Russia’s biggest aquaculture company holding SPO to raise funds for expansion

Published on
December 1, 2017

Russian Aquaculture has announced it will conduct a secondary public offering on the Moscow Stock Exchange, where the producer is now listed. 

Funds gained through the SPO will go to finance general corporate needs and an extensive investment program aimed at becoming one of the biggest producers of Atlantic salmon across the globe, the company said.

Russian Aquaculture operates Atlantic salmon farms in the Barents Sea, trout farms in the Republic of Karelia, and owns cultivation rights for 29 sites for farming of salmon and trout. It has a 20 percent market share of the market of chilled salmon in Russia. 

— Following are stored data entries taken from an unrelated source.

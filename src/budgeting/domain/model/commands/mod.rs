pub mod submit_budget_command;
pub mod model;
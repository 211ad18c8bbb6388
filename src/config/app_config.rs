use std::time::Duration;

use crate::shared::application::retry_policy::RetryPolicy;

#[derive(Clone, Debug)]
pub struct AppConfig {
    pub port: u16,
    pub postgres_host: String,
    pub postgres_port: u16,
    pub postgres_user: String,
    pub postgres_password: String,
    pub postgres_database: String,
    pub persistence_timeout_ms: u64,
    pub retry_max_attempts: u32,
    pub retry_initial_backoff_ms: u64,
    pub retry_max_backoff_ms: u64,
    pub notification_queue_capacity: usize,
    pub notification_max_attempts: u32,
    pub log_filter: String,
}

impl AppConfig {
    pub fn from_env() -> Self {
        Self {
            port: env_or("PORT", 8081),
            postgres_host: std::env::var("POSTGRES_HOST")
                .unwrap_or_else(|_| "127.0.0.1".to_string()),
            postgres_port: env_or("POSTGRES_PORT", 5432),
            postgres_user: std::env::var("POSTGRES_USER")
                .unwrap_or_else(|_| "postgres".to_string()),
            postgres_password: std::env::var("POSTGRES_PASSWORD")
                .unwrap_or_else(|_| "admin".to_string()),
            postgres_database: std::env::var("POSTGRES_DATABASE")
                .unwrap_or_else(|_| "event_budget".to_string()),
            persistence_timeout_ms: env_or("PERSISTENCE_TIMEOUT_MS", 5_000),
            retry_max_attempts: env_or("RETRY_MAX_ATTEMPTS", 3),
            retry_initial_backoff_ms: env_or("RETRY_INITIAL_BACKOFF_MS", 100),
            retry_max_backoff_ms: env_or("RETRY_MAX_BACKOFF_MS", 2_000),
            notification_queue_capacity: env_or("NOTIFICATION_QUEUE_CAPACITY", 1_024),
            notification_max_attempts: env_or("NOTIFICATION_MAX_ATTEMPTS", 5),
            log_filter: std::env::var("LOG_FILTER")
                .unwrap_or_else(|_| "event_budget_workflow=info,tower_http=info".to_string()),
        }
    }

    pub fn database_url(&self) -> String {
        format!(
            "postgres://{}:{}@{}:{}/{}",
            self.postgres_user,
            self.postgres_password,
            self.postgres_host,
            self.postgres_port,
            self.postgres_database
        )
    }

    pub fn persistence_timeout(&self) -> Duration {
        Duration::from_millis(self.persistence_timeout_ms)
    }

    pub fn retry_policy(&self) -> RetryPolicy {
        RetryPolicy::new(
            self.retry_max_attempts,
            Duration::from_millis(self.retry_initial_backoff_ms),
            Duration::from_millis(self.retry_max_backoff_ms),
            self.persistence_timeout(),
        )
    }

    pub fn notification_retry_policy(&self) -> RetryPolicy {
        RetryPolicy::new(
            self.notification_max_attempts,
            Duration::from_millis(self.retry_initial_backoff_ms),
            Duration::from_millis(self.retry_max_backoff_ms),
            self.persistence_timeout(),
        )
    }
}

fn env_or<T: std::str::FromStr>(key: &str, default: T) -> T {
    std::env::var(key)
        .ok()
        .and_then(|raw| raw.parse().ok())
        .unwrap_or(default)
}
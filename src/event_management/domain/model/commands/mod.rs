pub mod complete_event_command;
pub mod create_event_command;
pub mod update_event_command;
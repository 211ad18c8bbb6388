pub mod commands;
pub mod entities;
pub mod enums;
pub mod queries;
pub mod value_objects;
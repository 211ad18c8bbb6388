use serde::{Deserialize, Serialize};
use utoipa::ToSchema;

use crate::access_control::domain::{
    model::enums::permission_effect::PermissionEffect,
    services::authorization_matrix::MatrixEntry,
};

#[derive(Debug, Clone, Deserialize, Serialize, ToSchema)]
pub struct AuthorizationMatrixEntryResource {
    pub role: String,
    pub action: String,
    pub effect: String,
    pub scope: Option<String>,
}

impl From<MatrixEntry> for AuthorizationMatrixEntryResource {
    fn from(entry: MatrixEntry) -> Self {
        let effect = if entry.scope.is_some() {
            PermissionEffect::Allow
        } else {
            PermissionEffect::Deny
        };

        Self {
            role: entry.role.as_str().to_string(),
            action: entry.action.as_str().to_string(),
            effect: effect.as_str().to_string(),
            scope: entry.scope.map(|s| s.as_str().to_string()),
        }
    }
}
#[derive(Clone, Copy, Debug, Eq, PartialEq)]
pub enum GrantScope {
    Any,
    Owned,
    Coordinated,
}

impl GrantScope {
    pub fn as_str(&self) -> &'static str {
        match self {
            Self::Any => "any",
            Self::Owned => "owned",
            Self::Coordinated => "coordinated",
        }
    }
}
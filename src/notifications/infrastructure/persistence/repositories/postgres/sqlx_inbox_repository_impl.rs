use std::str::FromStr;

use async_trait::async_trait;
use chrono::{DateTime, Utc};
use serde_json::Value;
use sqlx::{PgPool, Row};
use uuid::Uuid;

use crate::{
    iam_integration::domain::model::value_objects::principal_id::PrincipalId,
    notifications::{
        domain::model::{
            entities::inbox_notification::InboxNotification,
            enums::notification_template_key::NotificationTemplateKey,
        },
        infrastructure::persistence::repositories::inbox_repository::InboxRepository,
    },
    shared::domain::model::enums::workflow_domain_error::WorkflowDomainError,
};

const NOTIFICATION_COLUMNS: &str = "id, recipient_id, template_key, payload, created_at, read_at";

pub struct SqlxInboxRepositoryImpl {
    pool: PgPool,
}

impl SqlxInboxRepositoryImpl {
    pub fn new(pool: PgPool) -> Self {
        Self { pool }
    }

    fn row_to_entity(row: sqlx::postgres::PgRow) -> Result<InboxNotification, WorkflowDomainError> {
        let id: Uuid = row.try_get("id")?;
        let recipient_id: Uuid = row.try_get("recipient_id")?;
        let template_raw: String = row.try_get("template_key")?;
        let payload: sqlx::types::Json<Value> = row.try_get("payload")?;
        let created_at: DateTime<Utc> = row.try_get("created_at")?;
        let read_at: Option<DateTime<Utc>> = row.try_get("read_at")?;

        let template_key = NotificationTemplateKey::from_str(&template_raw).map_err(|_| {
            WorkflowDomainError::SystemFailure(format!(
                "unknown notification template stored: {template_raw}"
            ))
        })?;

        Ok(InboxNotification::restore(
            id,
            PrincipalId::from_uuid(recipient_id),
            template_key,
            payload.0,
            created_at,
            read_at,
        ))
    }
}

#[async_trait]
impl InboxRepository for SqlxInboxRepositoryImpl {
    async fn list_for_recipient(
        &self,
        recipient_id: PrincipalId,
        unread_only: bool,
    ) -> Result<Vec<InboxNotification>, WorkflowDomainError> {
        let statement = format!(
            r#"
            SELECT {NOTIFICATION_COLUMNS}
            FROM notifications
            WHERE recipient_id = $1 AND (NOT $2 OR read_at IS NULL)
            ORDER BY created_at DESC, id DESC
            "#
        );

        let rows = sqlx::query(&statement)
            .bind(recipient_id.value())
            .bind(unread_only)
            .fetch_all(&self.pool)
            .await?;

        rows.into_iter().map(Self::row_to_entity).collect()
    }

    async fn count_unread(&self, recipient_id: PrincipalId) -> Result<u64, WorkflowDomainError> {
        let unread: i64 = sqlx::query_scalar(
            "SELECT COUNT(*) FROM notifications WHERE recipient_id = $1 AND read_at IS NULL",
        )
        .bind(recipient_id.value())
        .fetch_one(&self.pool)
        .await?;

        Ok(unread.max(0) as u64)
    }

    async fn mark_read(
        &self,
        notification_id: Uuid,
        recipient_id: PrincipalId,
        read_at: DateTime<Utc>,
    ) -> Result<Option<InboxNotification>, WorkflowDomainError> {
        let statement = format!(
            r#"
            UPDATE notifications
            SET read_at = COALESCE(read_at, $3)
            WHERE id = $1 AND recipient_id = $2
            RETURNING {NOTIFICATION_COLUMNS}
            "#
        );

        let maybe_row = sqlx::query(&statement)
            .bind(notification_id)
            .bind(recipient_id.value())
            .bind(read_at)
            .fetch_optional(&self.pool)
            .await?;

        maybe_row.map(Self::row_to_entity).transpose()
    }

    async fn mark_all_read(
        &self,
        recipient_id: PrincipalId,
        read_at: DateTime<Utc>,
    ) -> Result<u64, WorkflowDomainError> {
        let result = sqlx::query(
            "UPDATE notifications SET read_at = $2 WHERE recipient_id = $1 AND read_at IS NULL",
        )
        .bind(recipient_id.value())
        .bind(read_at)
        .execute(&self.pool)
        .await?;

        Ok(result.rows_affected())
    }
}
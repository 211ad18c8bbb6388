pub mod error_response_resource;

The company has already made several big moves this fall. In October 2017, the company acquired Olden Oppdrettsanglegg AS, a smolt production facility in Norway, and in November 2017, the company acquired a 40 percent stake in Tri Ruchya, a primary fish-processing company in the Murmansk region. 

The initial public offering price, announced Thursday, 30 November, will be at RUB 120 (USD 2.05, EUR 1.73) per share. The current average price falls in the middle the range, the company said in a statement. Russian Aquaculture is offering up to 18 million shares and plans to raise up to RUR 2 billion (USD 33.3 million, EUR 29 million) by selling between 14 million and 18 million shares.  

“I think that the board of directors has set an attractive price that reflects the interests of both investors and the company,” Russian Aquaculture CEO Ilya Sosnov said in a press release. “Investors will have the opportunity to benefit significantly from future growth of the business, while the company will receive funds to invest in its expansion and attract high-quality investors whose involvement in the company will have a long-term positive effect on the share prices and equity story of Russian Aquaculture.”

A company’s representative told SeafoodSource that “the company has adopted a new long-term growth strategy that aims to create Russia’s leading aquaculture company, with its own production of feedstock and fry, as well as facilities for primary processing and a diversified base of biological assets.”

The new strategy, adopted in 2016, envisages a focus on the high-margin products and resulted in the company selling its distribution business to concentrate wholly on production. In the next few years, Russian Aquaculture plans to start farming mussels, crabs, scallops, and seaweed on sites in the Barents Sea. The diversification of products will help reduce biological risks and generate stable cash flow based on difference in fish-growth cycles, the company representative said. The company also hopes to begin selling some goods associated with fish production, for example, fish fat.

Another part of the strategy is an intensification of Russian Aquaculture’s salmon production. The company hopes to build a smolt plant in Russia and to increase production volumes to 25,000 to 30,000 metric tons in the next few years. The long-term goal is to create “one of the world’s largest producers of Atlantic salmon by volume,” the company representative said.